Saturday, March 31, 2007

"Hard work often pays off after time, but laziness always pays off now."



pro·cras·ti·nate >(prō-krās'tuh-nāt', pruh-) v.
To put off doing something, especially out of habitual carelessness or laziness.


An early pleasing discovery in high school Latin was that "cras" meant "tomorrow." Combined with "pro," meaning "for," one arrived at "procrastinate," a fancy word meaning to put stuff off "for tomorrow." This discovery was especially delicious, because made while putting off doing the next day's translation by thumbing idly though the vocabulary at the back of the Latin book.

My beloved uncle, when later writing a reference letter for me to his own alma mater, saw fit to mention that I had a weakness for often putting things off to the last minute. I got in anyway. The folks in Admissions, weary after reading thousands of applications from absolutely perfect students and their doting relatives, were probably curious to see what this strange lad, from an impossibly honest family, could possibly look like.

That was then, this is now.
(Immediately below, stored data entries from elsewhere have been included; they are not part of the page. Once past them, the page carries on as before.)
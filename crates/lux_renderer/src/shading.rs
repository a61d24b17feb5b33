//! Recursive Whitted-style shading.
//!
//! Local Phong illumination with soft shadows from spherical area lights,
//! plus mirror reflection and refraction spawned as secondary rays.

use lux_core::{Color, Scene};
use lux_math::{Interval, Ray, Vec3};
use rand::RngCore;

use crate::hittable::{find_first_hit, HitRecord};
use crate::renderer::RenderConfig;
use crate::sampling::random_in_sphere;

/// Shadow rays per light when antialiasing is enabled.
pub const SOFT_SHADOW_SAMPLES: u32 = 10;

/// Compute the color seen along a ray.
///
/// `depth` counts the bounces so far (0 for primary rays). Past
/// `config.max_depth` the ray contributes nothing. `source` is the object
/// the ray leaves from and is skipped during intersection.
pub fn trace_ray(
    ray: &Ray,
    scene: &Scene,
    depth: u32,
    source: Option<usize>,
    config: &RenderConfig,
    rng: &mut dyn RngCore,
) -> Color {
    if depth > config.max_depth {
        return Color::ZERO;
    }

    match find_first_hit(scene, ray, source) {
        Some(hit) => shade(&hit, ray, scene, depth, config, rng),
        None => config.background,
    }
}

/// Color at a hit: local illumination plus reflected and refracted light.
pub fn shade(
    hit: &HitRecord,
    ray: &Ray,
    scene: &Scene,
    depth: u32,
    config: &RenderConfig,
    rng: &mut dyn RngCore,
) -> Color {
    let material = &hit.object.material;
    let base = hit.object.surface_color(hit.uv.x, hit.uv.y);
    let direction = ray.direction().normalize();

    let mut color = Color::ZERO;

    if !material.is_mirror {
        color = local_illumination(hit, base, -direction, scene, config, rng);
        if color == Color::ONE {
            return color;
        }
    }

    if depth < config.max_depth {
        let reflection_weight = material.albedos.global * material.opacity;
        if reflection_weight > 0.0 {
            let reflected = Ray::new(hit.point, reflect(direction, hit.normal));
            let incoming = trace_ray(&reflected, scene, depth + 1, Some(hit.index), config, rng);
            color += incoming * base * reflection_weight;
        }

        if material.is_transparent() {
            // Total internal reflection leaves only the reflected term
            if let Some(refracted) = refract(
                direction,
                hit.normal,
                hit.front_face,
                material.refractive_index,
            ) {
                let refracted = Ray::new(hit.point, refracted);
                let incoming =
                    trace_ray(&refracted, scene, depth + 1, Some(hit.index), config, rng);
                color += incoming * base * (1.0 - material.opacity);
            }
        }
    }

    clamp_color(color)
}

/// Phong terms summed over all lights.
///
/// Ambient is always added. Diffuse and specular are averaged over a set
/// of shadow rays aimed at random points in each light's sphere; a sample
/// counts only if nothing blocks the segment between the hit and the
/// sampled point.
fn local_illumination(
    hit: &HitRecord,
    base: Color,
    to_eye: Vec3,
    scene: &Scene,
    config: &RenderConfig,
    rng: &mut dyn RngCore,
) -> Color {
    let material = &hit.object.material;
    let albedos = material.albedos;
    let normal = hit.normal;

    let samples = if config.antialiasing {
        SOFT_SHADOW_SAMPLES
    } else {
        1
    };

    let mut color = Color::ZERO;

    for light in &scene.lights {
        let light_color = light.color();
        let center = light.position();

        let to_light = (center - hit.point).normalize_or_zero();
        let mirrored = (2.0 * normal.dot(to_light) * normal - to_light).normalize_or_zero();

        let mut n_dot_l = normal.dot(to_light);
        if n_dot_l < 0.0 {
            n_dot_l = if hit.object.is_double_sided() { -n_dot_l } else { 0.0 };
        }
        let specular = mirrored.dot(to_eye).max(0.0).powf(material.shininess);

        color += albedos.ambient * light_color * base;

        let mut direct = Color::ZERO;
        for _ in 0..samples {
            let target = center + random_in_sphere(light.radius, rng);
            let shadow_ray = Ray::new(hit.point, target - hit.point);

            if is_lit(scene, &shadow_ray, hit.index) {
                direct += albedos.diffuse * light_color * base * n_dot_l;
                direct += albedos.specular * light_color * specular;
            }
        }
        color += direct / samples as f32;

        color = clamp_color(color);
        if color == Color::ONE {
            break;
        }
    }

    color
}

/// True if nothing blocks a shadow ray before it reaches its target.
///
/// The ray direction spans the whole segment, so only hits with t in
/// (0, 1) lie between the surface and the light sample.
fn is_lit(scene: &Scene, shadow_ray: &Ray, source: usize) -> bool {
    match find_first_hit(scene, shadow_ray, Some(source)) {
        Some(blocker) => !Interval::UNIT.surrounds(blocker.t),
        None => true,
    }
}

/// Reflect a vector about a normal.
#[inline]
pub fn reflect(v: Vec3, n: Vec3) -> Vec3 {
    (v - 2.0 * v.dot(n) * n).normalize()
}

/// Refract a direction through a surface with Snell's law.
///
/// `entering` selects the ratio: 1/`index` going into the object, `index`
/// coming out. The normal may face either way. Returns `None` on total
/// internal reflection.
pub fn refract(direction: Vec3, normal: Vec3, entering: bool, index: f32) -> Option<Vec3> {
    let d = direction.normalize();
    let n = if normal.dot(d) < 0.0 { normal } else { -normal };
    let eta = if entering { 1.0 / index } else { index };

    let cos_i = -n.dot(d);
    let k = 1.0 - eta * eta * (1.0 - cos_i * cos_i);
    if k < 0.0 {
        return None;
    }

    Some((eta * d + (eta * cos_i - k.sqrt()) * n).normalize())
}

/// Clamp each channel to [0, 1].
#[inline]
pub fn clamp_color(color: Color) -> Color {
    color.clamp(Color::ZERO, Color::ONE)
}
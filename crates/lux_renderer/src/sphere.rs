//! Unit sphere primitive.

use lux_math::{Ray, Vec2, Vec3};
use std::f32::consts::PI;

use crate::hittable::{nearest_root, LocalHit};

/// Intersect a local-frame ray with the unit sphere at the origin.
pub fn intersect(ray: &Ray) -> Option<LocalHit> {
    let origin = ray.origin();
    let direction = ray.direction();

    let a = direction.length_squared();
    let b = 2.0 * origin.dot(direction);
    let c = origin.length_squared() - 1.0;

    let t = nearest_root(a, b, c)?;
    let point = ray.at(t);

    Some(LocalHit::facing(ray, t, point, point, sphere_uv(point)))
}

/// Get the UV coordinates for a point on the sphere.
fn sphere_uv(p: Vec3) -> Vec2 {
    // theta: angle down from +Y
    // phi: angle around Y measured from +Z
    let radius = p.length();
    if radius == 0.0 {
        return Vec2::ZERO;
    }

    let theta = (p.y / radius).clamp(-1.0, 1.0).acos();
    let phi = p.x.atan2(p.z);

    Vec2::new(0.5 + phi / (2.0 * PI), 1.0 - theta / PI)
}

#[cfg(test)]
mod tests {
    use super::*;

    #[test]
    fn test_sphere_hit() {
        let ray = Ray::new(Vec3::new(0.0, 0.0, -5.0), Vec3::new(0.0, 0.0, 1.0));
        let hit = intersect(&ray).unwrap();

        assert!((hit.t - 4.0).abs() < 1e-5); // Should hit at t=4
        assert!((hit.point - Vec3::new(0.0, 0.0, -1.0)).length() < 1e-5);
        assert!((hit.normal - Vec3::new(0.0, 0.0, -1.0)).length() < 1e-5);
        assert!(hit.front_face);
    }

    #[test]
    fn test_sphere_miss() {
        // Ray pointing away from sphere
        let ray = Ray::new(Vec3::new(0.0, 0.0, -5.0), Vec3::new(0.0, 1.0, 0.0));
        assert!(intersect(&ray).is_none());

        // Sphere behind the origin
        let ray = Ray::new(Vec3::new(0.0, 0.0, -5.0), Vec3::new(0.0, 0.0, -1.0));
        assert!(intersect(&ray).is_none());
    }

    #[test]
    fn test_sphere_hit_from_inside() {
        let ray = Ray::new(Vec3::ZERO, Vec3::X);
        let hit = intersect(&ray).unwrap();

        assert!((hit.t - 1.0).abs() < 1e-5);
        assert!(!hit.front_face);
        // Normal opposes the ray
        assert!(hit.normal.dot(ray.direction()) < 0.0);
    }

    #[test]
    fn test_sphere_uv() {
        let top = sphere_uv(Vec3::Y);
        assert!((top.y - 1.0).abs() < 1e-5);

        let bottom = sphere_uv(-Vec3::Y);
        assert!(bottom.y.abs() < 1e-5);

        let front = sphere_uv(Vec3::Z);
        assert!((front - Vec2::new(0.5, 0.5)).length() < 1e-5);

        let side = sphere_uv(Vec3::X);
        assert!((side.x - 0.75).abs() < 1e-5);
    }

    #[test]
    fn test_tangent_ray() {
        let ray = Ray::new(Vec3::new(0.0, 1.0, -5.0), Vec3::Z);
        let hit = intersect(&ray).unwrap();
        assert!((hit.t - 5.0).abs() < 1e-4);
    }
}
For the past five weeks I've known that I had an appellate brief due on Monday, April 2. But more urgent matters -- or more interesting matters -- always stood in the way. The weeks flew by. The cold implacable deadline hovered, shimmering on the horizon, growing ever nearer. Averting my gaze did not work. The dread final weekend was upon me.

Friday -- yesterday -- I vowed that I would devote the entire day to roughing out a first draft. Or at least researching all of the case law. Right. You bet. My phone rang incessantly, all day. People dropped by to chat. Emails, all marked "urgent" crowded into my in-box, giving off annoying "pings."

By day's end, I had completed a one page "Introduction" section. Going home, an icy wind blew metaphorically about my collar.

But this morning I was up early and at work. My desk overflowed with documents and books. My adrenaline surged. My mental gears spun well oiled and swift, emitting an efficient hum that sounded throughout the quiet, deserted offices. My steely and terrified gaze pierced the omniscient eye of my computer monitor. My fingers flew over the keys.

Oh joy. Oh relief. I'm about half way done, and I see the pathway ahead. I can finish it up tomorrow -- assuming I get past the NY Times book section and the local comics in the morning -- and spend Monday polishing up my logic and language. And dump it, just in time, still warm from the printer, into the evening mail.

Tonight, I can actually come home and relax for a couple of hours.

But I reflect. Yes, to myself, I really do. What is it about me, so unchanged from my earliest days? That ... puts ... things ... off? I know people who, two months before a deadline, actually draft summaries of their projects, and set aside the final week to touch up and polish their opera magna. These are despicable people, you understand. Monsters. I really would sneak into their office and delete the files from their hard drives. If I could ever get around to it.

So yes, I stand in front of you and declare: "My name is Don, and I am a Procrastinator." I must seek a twelve-step path to rehabilitation. But first, maybe I'll just write another tiny post for my blog.

Oh, I think I just did!

Thursday, March 29, 2007

Do you feel happy, oh so happy?


Are you happy?

I suspect that anyone who spends time wondering how to be happy, isn't. And maybe something in his brain chemistry actually precludes such a fellow from feeling that very subjective sensation of "happiness." Happiness (and even more so, unhappiness) is an experience that is uniquely human, as are other such peculiar human sensations as depression, envy, nostalgia for the past, fear of aging, and free-floating Republican anger. It is unlike more simple reactive emotions, shared by other animals, such as fear, contentment, focused rage, and lust.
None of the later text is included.